Start of Block

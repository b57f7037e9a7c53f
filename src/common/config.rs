//! Configuration constants for pagepool.

/// Size of a page in bytes (4KB).
///
/// Every block in a page file and every frame in the buffer pool holds
/// exactly this many bytes. Pages are aligned to 4096 bytes in memory.
pub const PAGE_SIZE: usize = 4096;

/// Number of frames used when a config does not name a pool size.
pub const DEFAULT_POOL_SIZE: usize = 64;

/// Maximum number of addressable pages.
///
/// `u32::MAX` is reserved for [`PageId::INVALID`](crate::PageId::INVALID).
pub const MAX_PAGES: u64 = u32::MAX as u64;

/// Maximum size of a page file in bytes.
pub const MAX_FILE_SIZE_BYTES: u64 = MAX_PAGES * PAGE_SIZE as u64;

#[cfg(test)]
mod tests {
    use super::*;

    #[test]
    fn test_page_size_is_power_of_two() {
        assert!(PAGE_SIZE.is_power_of_two());
        assert_eq!(PAGE_SIZE, 4096);
    }

    #[test]
    fn test_max_file_size() {
        assert_eq!(MAX_FILE_SIZE_BYTES, (u32::MAX as u64) * 4096);
        assert!(DEFAULT_POOL_SIZE > 0);
    }
}
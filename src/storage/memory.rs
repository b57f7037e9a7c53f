//! In-memory storage backend.

use crate::common::{Error, PageId, Result};
use crate::storage::backend::StorageBackend;
use crate::storage::page::Page;

/// A [`StorageBackend`] that keeps every page in a `Vec`.
///
/// Useful for tests and benchmarks. It also counts the block reads and
/// writes it serves so callers can cross-check the pool's own counters.
#[derive(Debug, Default)]
pub struct MemoryStorage {
    pages: Vec<Page>,
    reads: u64,
    writes: u64,
}

impl MemoryStorage {
    /// Create an empty store.
    pub fn new() -> Self {
        Self::default()
    }

    /// Create a store holding `num_pages` zeroed pages.
    pub fn with_pages(num_pages: u32) -> Self {
        let mut storage = Self::new();
        storage.grow_to(num_pages);
        storage
    }

    /// Borrow a stored page without counting a read.
    pub fn page(&self, page_id: PageId) -> Option<&Page> {
        self.pages.get(page_id.0 as usize)
    }

    /// Number of `read_block` calls served.
    pub fn reads(&self) -> u64 {
        self.reads
    }

    /// Number of `write_block` calls served.
    pub fn writes(&self) -> u64 {
        self.writes
    }

    fn grow_to(&mut self, num_pages: u32) {
        while self.pages.len() < num_pages as usize {
            self.pages.push(Page::new());
        }
    }
}

impl StorageBackend for MemoryStorage {
    fn total_pages(&self) -> u32 {
        self.pages.len() as u32
    }

    fn read_block(&mut self, page_id: PageId) -> Result<Page> {
        let stored = self
            .pages
            .get(page_id.0 as usize)
            .ok_or(Error::ReadNonExistingPage {
                page_id,
                total_pages: self.pages.len() as u32,
            })?;

        let mut page = Page::new();
        page.copy_from(stored);
        self.reads += 1;
        Ok(page)
    }

    fn write_block(&mut self, page_id: PageId, page: &Page) -> Result<()> {
        let required = page_id.required_pages().ok_or_else(|| Error::WriteFailed {
            page_id,
            source: std::io::Error::new(std::io::ErrorKind::InvalidInput, "invalid page id"),
        })?;

        self.grow_to(required);
        self.pages[page_id.0 as usize].copy_from(page);
        self.writes += 1;
        Ok(())
    }

    fn ensure_capacity(&mut self, min_pages: u32) -> Result<()> {
        self.grow_to(min_pages);
        Ok(())
    }
}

End of Block

WHAT YOU ARE ASKED TO DO →
Every entry is to be restated word for word.

TASK RESULT →
repository b57f7037e9a7c53f
filename src/common/config.rs
//! Configuration constants for pagepool.

/// Size of a page in bytes (4KB).
///
/// Every block in a page file and every frame in the buffer pool holds
/// exactly this many bytes. Pages are aligned to 4096 bytes in memory.
pub const PAGE_SIZE: usize = 4096;

/// Number of frames used when a config does not name a pool size.
pub const DEFAULT_POOL_SIZE: usize = 64;

/// Maximum number of addressable pages.
///
/// `u32::MAX` is reserved for [`PageId::INVALID`](crate::PageId::INVALID).
pub const MAX_PAGES: u64 = u32::MAX as u64;

/// Maximum size of a page file in bytes.
pub const MAX_FILE_SIZE_BYTES: u64 = MAX_PAGES * PAGE_SIZE as u64;

#[cfg(test)]
mod tests {
    use super::*;

    #[test]
    fn test_page_size_is_power_of_two() {
        assert!(PAGE_SIZE.is_power_of_two());
        assert_eq!(PAGE_SIZE, 4096);
    }

    #[test]
    fn test_max_file_size() {
        assert_eq!(MAX_FILE_SIZE_BYTES, (u32::MAX as u64) * 4096);
        assert!(DEFAULT_POOL_SIZE > 0);
    }
}
filename src/storage/memory.rs
repository b57f7037e9a7c53f
//! In-memory storage backend.

use crate::common::{Error, PageId, Result};
use crate::storage::backend::StorageBackend;
use crate::storage::page::Page;

/// A [`StorageBackend`] that keeps every page in a `Vec`.
///
/// Useful for tests and benchmarks. It also counts the block reads and
/// writes it serves so callers can cross-check the pool's own counters.
#[derive(Debug, Default)]
pub struct MemoryStorage {
    pages: Vec<Page>,
    reads: u64,
    writes: u64,
}

impl MemoryStorage {
    /// Create an empty store.
    pub fn new() -> Self {
        Self::default()
    }

    /// Create a store holding `num_pages` zeroed pages.
    pub fn with_pages(num_pages: u32) -> Self {
        let mut storage = Self::new();
        storage.grow_to(num_pages);
        storage
    }

    /// Borrow a stored page without counting a read.
    pub fn page(&self, page_id: PageId) -> Option<&Page> {
        self.pages.get(page_id.0 as usize)
    }

    /// Number of `read_block` calls served.
    pub fn reads(&self) -> u64 {
        self.reads
    }

    /// Number of `write_block` calls served.
    pub fn writes(&self) -> u64 {
        self.writes
    }

    fn grow_to(&mut self, num_pages: u32) {
        while self.pages.len() < num_pages as usize {
            self.pages.push(Page::new());
        }
    }
}

impl StorageBackend for MemoryStorage {
    fn total_pages(&self) -> u32 {
        self.pages.len() as u32
    }

    fn read_block(&mut self, page_id: PageId) -> Result<Page> {
        let stored = self
            .pages
            .get(page_id.0 as usize)
            .ok_or(Error::ReadNonExistingPage {
                page_id,
                total_pages: self.pages.len() as u32,
            })?;

        let mut page = Page::new();
        page.copy_from(stored);
        self.reads += 1;
        Ok(page)
    }

    fn write_block(&mut self, page_id: PageId, page: &Page) -> Result<()> {
        let required = page_id.required_pages().ok_or_else(|| Error::WriteFailed {
            page_id,
            source: std::io::Error::new(std::io::ErrorKind::InvalidInput, "invalid page id"),
        })?;

        self.grow_to(required);
        self.pages[page_id.0 as usize].copy_from(page);
        self.writes += 1;
        Ok(())
    }

    fn ensure_capacity(&mut self, min_pages: u32) -> Result<()> {
        self.grow_to(min_pages);
        Ok(())
    }
}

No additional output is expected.